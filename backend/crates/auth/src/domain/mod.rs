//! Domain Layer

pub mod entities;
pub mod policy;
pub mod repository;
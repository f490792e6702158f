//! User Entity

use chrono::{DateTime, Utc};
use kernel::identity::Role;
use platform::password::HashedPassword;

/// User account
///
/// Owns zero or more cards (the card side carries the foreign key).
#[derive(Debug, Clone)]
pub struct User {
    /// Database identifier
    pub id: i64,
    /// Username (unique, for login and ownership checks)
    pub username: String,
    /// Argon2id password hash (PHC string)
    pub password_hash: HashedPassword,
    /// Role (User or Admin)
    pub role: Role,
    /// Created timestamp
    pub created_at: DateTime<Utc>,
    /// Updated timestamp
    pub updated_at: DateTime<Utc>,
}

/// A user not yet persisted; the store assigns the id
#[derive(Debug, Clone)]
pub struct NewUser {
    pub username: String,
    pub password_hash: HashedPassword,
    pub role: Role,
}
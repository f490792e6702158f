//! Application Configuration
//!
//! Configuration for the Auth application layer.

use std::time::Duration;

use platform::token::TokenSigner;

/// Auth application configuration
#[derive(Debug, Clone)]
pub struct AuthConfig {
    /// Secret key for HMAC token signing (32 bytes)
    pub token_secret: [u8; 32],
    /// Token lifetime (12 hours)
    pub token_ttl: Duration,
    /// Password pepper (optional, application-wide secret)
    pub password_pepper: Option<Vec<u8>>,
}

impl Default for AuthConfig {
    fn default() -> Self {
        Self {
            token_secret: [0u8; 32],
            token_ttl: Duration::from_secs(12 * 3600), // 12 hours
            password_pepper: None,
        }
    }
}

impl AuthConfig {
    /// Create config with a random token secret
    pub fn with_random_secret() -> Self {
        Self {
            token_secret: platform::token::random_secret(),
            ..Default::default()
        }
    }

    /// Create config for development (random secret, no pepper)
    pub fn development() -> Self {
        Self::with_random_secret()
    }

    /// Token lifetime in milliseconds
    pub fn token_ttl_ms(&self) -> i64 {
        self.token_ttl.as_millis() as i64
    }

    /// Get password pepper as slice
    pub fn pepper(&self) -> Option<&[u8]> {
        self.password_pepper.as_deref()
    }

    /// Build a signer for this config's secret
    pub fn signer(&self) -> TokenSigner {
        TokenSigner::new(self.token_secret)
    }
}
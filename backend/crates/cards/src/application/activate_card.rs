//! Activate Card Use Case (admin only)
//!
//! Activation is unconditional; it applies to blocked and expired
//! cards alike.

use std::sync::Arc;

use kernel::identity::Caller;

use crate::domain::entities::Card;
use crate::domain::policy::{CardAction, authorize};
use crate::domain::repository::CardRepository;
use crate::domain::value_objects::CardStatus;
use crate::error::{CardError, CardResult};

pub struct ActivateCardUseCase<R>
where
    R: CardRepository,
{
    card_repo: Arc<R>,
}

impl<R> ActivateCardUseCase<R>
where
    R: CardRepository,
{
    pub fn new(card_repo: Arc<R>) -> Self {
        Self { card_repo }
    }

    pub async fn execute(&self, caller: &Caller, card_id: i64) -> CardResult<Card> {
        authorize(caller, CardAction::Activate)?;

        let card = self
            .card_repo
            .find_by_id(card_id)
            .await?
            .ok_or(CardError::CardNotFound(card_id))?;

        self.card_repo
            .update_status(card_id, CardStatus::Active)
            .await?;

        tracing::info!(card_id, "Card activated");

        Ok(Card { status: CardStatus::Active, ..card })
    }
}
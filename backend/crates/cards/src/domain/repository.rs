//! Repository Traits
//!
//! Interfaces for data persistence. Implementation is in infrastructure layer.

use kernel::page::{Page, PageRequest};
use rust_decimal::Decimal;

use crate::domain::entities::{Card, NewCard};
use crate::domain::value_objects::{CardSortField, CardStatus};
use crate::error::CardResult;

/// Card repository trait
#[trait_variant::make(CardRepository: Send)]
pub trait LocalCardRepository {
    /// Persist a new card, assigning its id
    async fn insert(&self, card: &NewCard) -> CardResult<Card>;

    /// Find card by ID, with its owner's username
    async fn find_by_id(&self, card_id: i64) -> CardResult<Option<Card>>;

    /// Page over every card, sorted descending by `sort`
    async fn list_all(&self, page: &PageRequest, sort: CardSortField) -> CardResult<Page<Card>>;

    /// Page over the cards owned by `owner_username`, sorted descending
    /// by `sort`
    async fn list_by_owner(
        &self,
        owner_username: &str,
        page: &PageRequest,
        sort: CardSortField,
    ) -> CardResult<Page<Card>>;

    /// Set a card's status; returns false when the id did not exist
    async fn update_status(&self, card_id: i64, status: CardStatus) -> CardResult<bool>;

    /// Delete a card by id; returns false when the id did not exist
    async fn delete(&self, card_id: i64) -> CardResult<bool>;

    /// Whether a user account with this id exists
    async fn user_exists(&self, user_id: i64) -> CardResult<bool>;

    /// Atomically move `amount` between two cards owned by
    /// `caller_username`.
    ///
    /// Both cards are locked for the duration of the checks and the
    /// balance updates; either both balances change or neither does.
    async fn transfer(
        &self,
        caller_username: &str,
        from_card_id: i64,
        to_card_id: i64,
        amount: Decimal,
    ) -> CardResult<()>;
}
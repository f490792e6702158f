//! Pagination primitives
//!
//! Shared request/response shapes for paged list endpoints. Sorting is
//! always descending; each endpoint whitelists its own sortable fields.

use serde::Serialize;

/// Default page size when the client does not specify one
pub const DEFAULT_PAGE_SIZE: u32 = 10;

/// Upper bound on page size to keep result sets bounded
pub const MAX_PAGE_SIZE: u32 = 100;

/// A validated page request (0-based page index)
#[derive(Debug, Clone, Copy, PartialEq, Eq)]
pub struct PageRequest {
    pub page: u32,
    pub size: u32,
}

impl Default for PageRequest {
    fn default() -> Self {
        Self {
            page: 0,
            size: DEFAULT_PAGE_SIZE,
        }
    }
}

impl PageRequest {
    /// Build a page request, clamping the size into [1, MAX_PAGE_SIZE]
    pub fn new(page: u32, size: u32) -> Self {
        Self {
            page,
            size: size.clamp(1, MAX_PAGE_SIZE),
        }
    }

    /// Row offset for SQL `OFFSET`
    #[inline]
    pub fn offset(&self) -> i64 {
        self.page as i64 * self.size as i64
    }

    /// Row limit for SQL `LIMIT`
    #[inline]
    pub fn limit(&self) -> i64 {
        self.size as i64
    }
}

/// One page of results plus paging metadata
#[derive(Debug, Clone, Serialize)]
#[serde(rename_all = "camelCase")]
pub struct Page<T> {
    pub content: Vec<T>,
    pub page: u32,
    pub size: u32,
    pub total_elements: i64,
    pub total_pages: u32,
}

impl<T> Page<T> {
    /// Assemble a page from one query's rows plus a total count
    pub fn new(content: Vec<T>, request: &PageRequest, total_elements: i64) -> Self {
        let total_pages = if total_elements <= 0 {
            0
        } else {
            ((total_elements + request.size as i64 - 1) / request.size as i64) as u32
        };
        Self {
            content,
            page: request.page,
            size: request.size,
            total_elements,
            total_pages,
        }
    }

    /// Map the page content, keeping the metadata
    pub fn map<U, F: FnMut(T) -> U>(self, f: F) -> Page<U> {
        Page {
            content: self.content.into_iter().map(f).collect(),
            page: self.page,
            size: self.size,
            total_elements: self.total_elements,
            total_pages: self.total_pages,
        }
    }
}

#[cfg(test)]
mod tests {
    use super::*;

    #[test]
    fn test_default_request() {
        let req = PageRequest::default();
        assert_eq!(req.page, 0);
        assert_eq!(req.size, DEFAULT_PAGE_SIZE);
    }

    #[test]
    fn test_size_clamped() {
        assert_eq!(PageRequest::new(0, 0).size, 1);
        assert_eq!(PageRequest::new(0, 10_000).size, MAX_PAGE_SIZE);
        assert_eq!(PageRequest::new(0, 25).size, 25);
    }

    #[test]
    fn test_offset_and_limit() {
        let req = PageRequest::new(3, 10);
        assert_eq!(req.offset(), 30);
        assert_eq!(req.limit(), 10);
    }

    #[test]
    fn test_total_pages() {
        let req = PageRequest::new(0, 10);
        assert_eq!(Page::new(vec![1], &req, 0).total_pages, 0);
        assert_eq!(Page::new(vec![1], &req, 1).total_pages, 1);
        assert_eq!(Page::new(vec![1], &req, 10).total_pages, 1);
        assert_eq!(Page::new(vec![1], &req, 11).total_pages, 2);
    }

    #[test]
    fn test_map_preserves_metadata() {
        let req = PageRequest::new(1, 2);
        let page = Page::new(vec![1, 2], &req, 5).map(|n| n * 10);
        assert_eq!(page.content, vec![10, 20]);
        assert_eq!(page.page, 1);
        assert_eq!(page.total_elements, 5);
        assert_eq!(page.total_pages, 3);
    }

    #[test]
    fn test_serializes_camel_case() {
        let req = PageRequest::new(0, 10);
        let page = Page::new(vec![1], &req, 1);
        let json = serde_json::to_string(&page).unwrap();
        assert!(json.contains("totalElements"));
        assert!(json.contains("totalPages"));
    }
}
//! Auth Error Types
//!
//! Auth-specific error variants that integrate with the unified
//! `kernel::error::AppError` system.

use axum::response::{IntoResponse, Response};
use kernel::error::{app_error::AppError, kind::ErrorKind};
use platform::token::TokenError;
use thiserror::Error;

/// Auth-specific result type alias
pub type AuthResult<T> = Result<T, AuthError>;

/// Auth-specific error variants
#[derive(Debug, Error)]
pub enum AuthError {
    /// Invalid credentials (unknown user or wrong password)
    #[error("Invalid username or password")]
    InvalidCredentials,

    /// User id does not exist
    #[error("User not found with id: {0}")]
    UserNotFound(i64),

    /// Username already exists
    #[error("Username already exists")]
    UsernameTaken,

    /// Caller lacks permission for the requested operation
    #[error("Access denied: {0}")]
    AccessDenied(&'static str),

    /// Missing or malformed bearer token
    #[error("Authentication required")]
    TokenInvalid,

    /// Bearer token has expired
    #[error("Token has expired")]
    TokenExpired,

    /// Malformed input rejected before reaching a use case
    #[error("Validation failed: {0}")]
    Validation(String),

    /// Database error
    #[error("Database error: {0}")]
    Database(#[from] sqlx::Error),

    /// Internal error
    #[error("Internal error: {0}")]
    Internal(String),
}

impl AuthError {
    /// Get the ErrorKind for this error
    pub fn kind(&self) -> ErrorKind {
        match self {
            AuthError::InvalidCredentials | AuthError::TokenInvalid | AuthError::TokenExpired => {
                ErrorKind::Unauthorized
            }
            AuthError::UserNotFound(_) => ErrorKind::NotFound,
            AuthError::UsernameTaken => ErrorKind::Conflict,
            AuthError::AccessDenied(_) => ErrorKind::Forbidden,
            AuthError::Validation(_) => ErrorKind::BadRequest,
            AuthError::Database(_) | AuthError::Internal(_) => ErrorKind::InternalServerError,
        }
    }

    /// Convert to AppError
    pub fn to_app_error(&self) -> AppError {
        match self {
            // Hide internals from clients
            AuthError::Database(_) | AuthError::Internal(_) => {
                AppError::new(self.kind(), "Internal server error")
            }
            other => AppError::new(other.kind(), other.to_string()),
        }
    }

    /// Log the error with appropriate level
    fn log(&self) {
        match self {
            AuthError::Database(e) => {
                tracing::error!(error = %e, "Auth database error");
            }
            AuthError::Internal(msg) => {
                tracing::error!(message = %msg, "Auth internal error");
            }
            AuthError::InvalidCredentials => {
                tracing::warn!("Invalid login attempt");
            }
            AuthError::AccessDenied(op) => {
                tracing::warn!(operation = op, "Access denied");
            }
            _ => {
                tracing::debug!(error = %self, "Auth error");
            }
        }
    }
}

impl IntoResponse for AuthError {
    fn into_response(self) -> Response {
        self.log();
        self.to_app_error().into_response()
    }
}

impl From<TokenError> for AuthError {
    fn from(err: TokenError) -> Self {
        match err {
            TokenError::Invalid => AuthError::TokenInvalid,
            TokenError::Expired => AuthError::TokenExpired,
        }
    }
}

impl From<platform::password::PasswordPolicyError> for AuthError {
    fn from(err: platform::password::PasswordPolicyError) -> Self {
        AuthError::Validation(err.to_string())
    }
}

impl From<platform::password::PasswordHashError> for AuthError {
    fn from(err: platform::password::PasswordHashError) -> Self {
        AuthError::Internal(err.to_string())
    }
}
--- --- ---
● **What is needed**: In the material above, how many lines contain "UsernameTaken"? Reply with only the number.

● **Task result**: 2